Le Président de la République semble disposer de plus en plus de pouvoirs, et devenir plus important que le Parlement. Cependant, dans la Constitution, la Vème République est définie comme un régime parlementaire, c’est-à-dire avec un équilibre entre les pouvoirs du cabinet ministériel et celui du Parlement, ainsi que de nombreux organes de régulation en cas de désaccord. Mais dans la pratique, depuis 1958 on a vu s’affirmer un régime présidentiel dans lequel le pouvoir exécutif, qui dispose d’une légitimité fondée sur le suffrage universel depuis le référendum de 1962, est plus difficile à renverser que le pouvoir législatif. De plus, il n’y a pas non plus de délai imposé pour nommer un nouveau chef de gouvernement, et durant tout ce temps, le gouvernement sortant, bien que démissionnaire, est toujours en exercice, ce qui n’est pas sans poser quelques problèmes.

Ministres VS députés ?

En effet, lors de ces élections anticipées, de nombreux ministres démissionnaires ont été élus députés, ce qui est permis. Cependant, à l’occasion des élections des députés aux postes clé (présidence et vice-présidence entre autres) de la nouvelle assemblée ils ont voté comme de simples députés (alors même qu’ils sont toujours ministres). C’est une atteinte à la séparation des pouvoirs et la Constitution ne dit rien concernant ce cas particulier, elle affirme juste dans l’article 23 que la fonction de membre du gouvernement est incompatible avec l’exercice d’un mandat parlementaire. De plus, un gouvernement démissionnaire est chargé de l’expédition des affaires courantes, et encore une fois, rien ne définit dans la Constitution ce qui relève des affaires courantes. Cette définition est laissée à l’appréciation du gouvernement. Par exemple, la nomination des haut-fonctionnaires à des postes stratégiques, comme les ambassadeurs ou les préfets (qui peuvent être opposés à la nouvelle force majoritaire à l’Assemblée) relève-t-elle des affaires courantes ? L’Assemblée nationale ne peut pas non plus déposer de motion de censure, puisque ce gouvernement a déjà démissionné.

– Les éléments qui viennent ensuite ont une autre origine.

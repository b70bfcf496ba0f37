use std::collections::HashMap;
use std::sync::Arc;
use std::time::Duration;

use rand::Rng;
use reqwest::Client;
use tokio::time::sleep;
use tracing::{debug, warn};
use uuid::Uuid;

use super::address::geocode_queries;
use super::{
    haversine_km, round_tenth, BoundingBox, Coordinates, Geocoder, NominatimGeocoder, OsrmRouter,
    RouteService, SOUTHERN_ONTARIO,
};
use crate::board::BoardJob;
use crate::config::GeoConfig;
use crate::retry::RetryPolicy;

const ROUTE_DELAY: Duration = Duration::from_millis(500);

#[derive(Debug, Clone, Copy, PartialEq, Eq)]
pub struct Pacing {
    pub delay: Duration,
    pub jitter: Duration,
    pub route_delay: Duration,
    pub retry: RetryPolicy,
}

impl Pacing {
    pub fn from_config(config: &GeoConfig) -> Self {
        Self {
            delay: config.request_delay,
            jitter: config.request_jitter,
            route_delay: ROUTE_DELAY,
            retry: RetryPolicy::new(config.attempts, config.retry_backoff),
        }
    }

    pub const fn immediate() -> Self {
        Self {
            delay: Duration::ZERO,
            jitter: Duration::ZERO,
            route_delay: Duration::ZERO,
            retry: RetryPolicy::new(2, Duration::ZERO),
        }
    }

    fn geocode_pause(&self) -> Duration {
        let jitter_ms = self.jitter.as_millis() as u64;
        if jitter_ms == 0 {
            return self.delay;
        }
        self.delay + Duration::from_millis(rand::thread_rng().gen_range(0..=jitter_ms))
    }
}

async fn pause(duration: Duration) {
    if !duration.is_zero() {
        sleep(duration).await;
    }
}

#[derive(Debug, Clone, Default)]
pub struct DistanceCache {
    entries: HashMap<Uuid, Option<f64>>,
}

impl DistanceCache {
    pub fn new() -> Self {
        Self::default()
    }

    pub fn get(&self, job_id: &Uuid) -> Option<Option<f64>> {
        self.entries.get(job_id).copied()
    }

    pub fn insert(&mut self, job_id: Uuid, distance: Option<f64>) {
        self.entries.insert(job_id, distance);
    }

    pub fn contains(&self, job_id: &Uuid) -> bool {
        self.entries.contains_key(job_id)
    }

    pub fn clear(&mut self) {
        self.entries.clear();
    }

    pub fn len(&self) -> usize {
        self.entries.len()
    }

    pub fn is_empty(&self) -> bool {
        self.entries.is_empty()
    }
}

#[derive(Clone)]
pub struct DistanceAnnotator {
    geocoder: Arc<dyn Geocoder>,
    router: Arc<dyn RouteService>,
    pacing: Pacing,
    area: BoundingBox,
}

impl DistanceAnnotator {
    pub fn new(geocoder: Arc<dyn Geocoder>, router: Arc<dyn RouteService>, pacing: Pacing) -> Self {
        Self {
            geocoder,
            router,
            pacing,
            area: SOUTHERN_ONTARIO,
        }
    }

    pub fn from_config(client: Client, config: &GeoConfig) -> Self {
        let geocoder = NominatimGeocoder::new(
            client.clone(),
            config.geocoder_url.clone(),
            config.geocoder_user_agent.clone(),
        );
        let router = OsrmRouter::new(client, config.router_url.clone());
        Self::new(
            Arc::new(geocoder),
            Arc::new(router),
            Pacing::from_config(config),
        )
    }

    pub async fn locate(&self, address: &str) -> Option<Coordinates> {
        for query in geocode_queries(address) {
            pause(self.pacing.geocode_pause()).await;

            let result = self
                .pacing
                .retry
                .run("geocode", |_| self.geocoder.search(&query))
                .await;

            match result {
                Ok(Some(coords)) if self.area.contains(coords) => return Some(coords),
                Ok(Some(coords)) => {
                    debug!(query = %query, lat = coords.lat, lng = coords.lng, "geocoder hit outside service area");
                }
                Ok(None) => debug!(query = %query, "geocoder found nothing"),
                Err(err) => warn!(query = %query, error = %err, "geocoding failed"),
            }
        }
        None
    }

    pub async fn distance_km(&self, origin: Coordinates, address: &str) -> Option<f64> {
        let destination = self.locate(address).await?;

        pause(self.pacing.route_delay).await;
        let km = match self.router.driving_distance_km(origin, destination).await {
            Ok(Some(km)) => km,
            Ok(None) => haversine_km(origin, destination),
            Err(err) => {
                warn!(error = %err, "routing failed; using straight-line distance");
                haversine_km(origin, destination)
            }
        };
        Some(round_tenth(km))
    }

    pub async fn annotate(
        &self,
        origin: Coordinates,
        jobs: &mut [BoardJob],
        cache: &mut DistanceCache,
    ) {
        for entry in jobs.iter_mut() {
            let job_id = entry.job.id;
            if let Some(cached) = cache.get(&job_id) {
                entry.distance = cached;
                continue;
            }

            let distance = match entry.job.address.as_deref().map(str::trim) {
                Some(address) if !address.is_empty() => self.distance_km(origin, address).await,
                _ => None,
            };
            debug!(job_id = %job_id, ?distance, "annotated job distance");
            cache.insert(job_id, distance);
            entry.distance = distance;
        }
    }
}

#[cfg(test)]
mod tests {
    use std::sync::atomic::{AtomicUsize, Ordering};
    use std::sync::Mutex;

    use async_trait::async_trait;
    use chrono::{NaiveDate, Utc};

    use super::*;
    use crate::geo::GeoError;
    use crate::models::{Job, JobStatus};

    const ORIGIN: Coordinates = Coordinates::new(43.65, -79.38);

    #[derive(Default)]
    struct ScriptedGeocoder {
        answers: Mutex<Vec<Result<Option<Coordinates>, u16>>>,
        calls: AtomicUsize,
    }

    impl ScriptedGeocoder {
        fn with(answers: Vec<Result<Option<Coordinates>, u16>>) -> Self {
            Self {
                answers: Mutex::new(answers),
                calls: AtomicUsize::new(0),
            }
        }
    }

    #[async_trait]
    impl Geocoder for ScriptedGeocoder {
        async fn search(&self, _query: &str) -> Result<Option<Coordinates>, GeoError> {
            self.calls.fetch_add(1, Ordering::SeqCst);
            let mut answers = self.answers.lock().unwrap();
            if answers.is_empty() {
                return Ok(None);
            }
            answers.remove(0).map_err(GeoError::Status)
        }
    }

    struct FixedRouter(Result<Option<f64>, u16>);

    #[async_trait]
    impl RouteService for FixedRouter {
        async fn driving_distance_km(
            &self,
            _from: Coordinates,
            _to: Coordinates,
        ) -> Result<Option<f64>, GeoError> {
            self.0.map_err(GeoError::Status)
        }
    }

    fn annotator(geocoder: Arc<ScriptedGeocoder>, route: Result<Option<f64>, u16>) -> DistanceAnnotator {
        DistanceAnnotator::new(geocoder, Arc::new(FixedRouter(route)), Pacing::immediate())
    }

    fn board_job(address: Option<&str>) -> BoardJob {
        let now = Utc::now().naive_utc();
        BoardJob {
            job: Job {
                id: Uuid::new_v4(),
                job_date: NaiveDate::from_ymd_opt(2026, 1, 5).unwrap(),
                lot_number: None,
                company_name: None,
                address: address.map(str::to_string),
                assets: None,
                comments: None,
                contact_name: None,
                contact_detail: None,
                status: JobStatus::Pending,
                last_updated_by: None,
                created_by: None,
                created_at: now,
                updated_at: now,
            },
            assignees: Vec::new(),
            distance: None,
        }
    }

    #[tokio::test]
    async fn out_of_area_hits_fall_through_the_ladder() {
        let geocoder = Arc::new(ScriptedGeocoder::with(vec![
            Ok(Some(Coordinates::new(49.28, -123.12))),
            Ok(Some(Coordinates::new(43.70, -79.40))),
        ]));
        let coords = annotator(geocoder.clone(), Ok(Some(10.0)))
            .locate("1 Yonge St, Toronto, ON M5E 1W7")
            .await;

        assert_eq!(coords, Some(Coordinates::new(43.70, -79.40)));
        assert_eq!(geocoder.calls.load(Ordering::SeqCst), 2);
    }

    #[tokio::test]
    async fn failed_query_is_retried_once() {
        let geocoder = Arc::new(ScriptedGeocoder::with(vec![
            Err(503),
            Ok(Some(Coordinates::new(43.70, -79.40))),
        ]));
        let coords = annotator(geocoder.clone(), Ok(None))
            .locate("1 Yonge St, Toronto")
            .await;

        assert!(coords.is_some());
        assert_eq!(geocoder.calls.load(Ordering::SeqCst), 2);
    }

    #[tokio::test]
    async fn routing_failure_falls_back_to_straight_line() {
        let destination = Coordinates::new(43.70, -79.40);
        let geocoder = Arc::new(ScriptedGeocoder::with(vec![Ok(Some(destination))]));
        let km = annotator(geocoder, Err(500))
            .distance_km(ORIGIN, "1 Yonge St, Toronto")
            .await;

        assert_eq!(km, Some(round_tenth(haversine_km(ORIGIN, destination))));
    }

    #[tokio::test]
    async fn route_distance_is_rounded() {
        let geocoder = Arc::new(ScriptedGeocoder::with(vec![Ok(Some(Coordinates::new(
            43.70, -79.40,
        )))]));
        let km = annotator(geocoder, Ok(Some(12.345)))
            .distance_km(ORIGIN, "1 Yonge St, Toronto")
            .await;

        assert_eq!(km, Some(12.3));
    }

    #[tokio::test]
    async fn cached_jobs_are_not_requeried() {
        let geocoder = Arc::new(ScriptedGeocoder::default());
        let annotator = annotator(geocoder.clone(), Ok(Some(5.0)));
        let mut jobs = vec![board_job(Some("nowhere at all")), board_job(None)];
        let mut cache = DistanceCache::new();

        annotator.annotate(ORIGIN, &mut jobs, &mut cache).await;
        let first_pass = geocoder.calls.load(Ordering::SeqCst);
        assert!(first_pass > 0);
        assert_eq!(cache.len(), 2);
        assert!(jobs.iter().all(|job| job.distance.is_none()));

        annotator.annotate(ORIGIN, &mut jobs, &mut cache).await;
        assert_eq!(geocoder.calls.load(Ordering::SeqCst), first_pass);
    }
}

Un autre élément de la Constitution fait débat : l’article 49, en particulier l’alinéa 3 qui permet d’engager la responsabilité du gouvernement et d’appliquer un projet de loi sans vote de l’Assemblée. Son usage est théoriquement limité, il ne peut être utilisé qu’une fois par session parlementaire. Sauf pour les lois budgétaires, où aucune limite n’est donnée. Or, sous les gouvernements successifs d’Élisabeth Borne, de nombreux projets de loi ont été présentés comme des modifications du budget afin de pouvoir utiliser l’article 49.3 sans restriction. C’est le cas de la réforme des retraites par exemple.

Un saut dans l’inconnu

Enfin, la situation que l’on connaît depuis la chute du gouvernement le mercredi 4 décembre plonge la Vème République dans l’incertitude. La motion de censure déposée par la gauche est la première à être adoptée à la suite de l’utilisation de l’article 49.3 par le Premier ministre. Michel Barnier devient donc le Premier Ministre le plus éphémère de la Vème République : tout juste trois mois. Il avait utilisé l’article 49.3 de la Constitution pour faire adopter le projet de loi de financement de la Sécurité Sociale (PLFSS). Puisque la censure a été votée, le projet est abandonné. La France n’a donc toujours pas de budget pour l’année 2025. Si aucun gouvernement n’est nommé avant la fin décembre et qu’aucun projet de loi de budget n’est déposé, le président peut proposer une “loi spéciale” qui reconduit temporairement le budget de l’année 2024. Si cette loi est rejetée par les parlementaires, la situation est bloquée. Soit Emmanuel Macron utilise l’article 16 de la constitution (dont il sera question par la suite) pour imposer un budget par décrets, soit rien ne se passe et la France se retrouve dans un shutdown, c’est-à-dire qu’elle n’a aucun budget pour l’année 2025. Et là, personne, ni même les constitutionnalistes, ne savent ce qu’il se passera.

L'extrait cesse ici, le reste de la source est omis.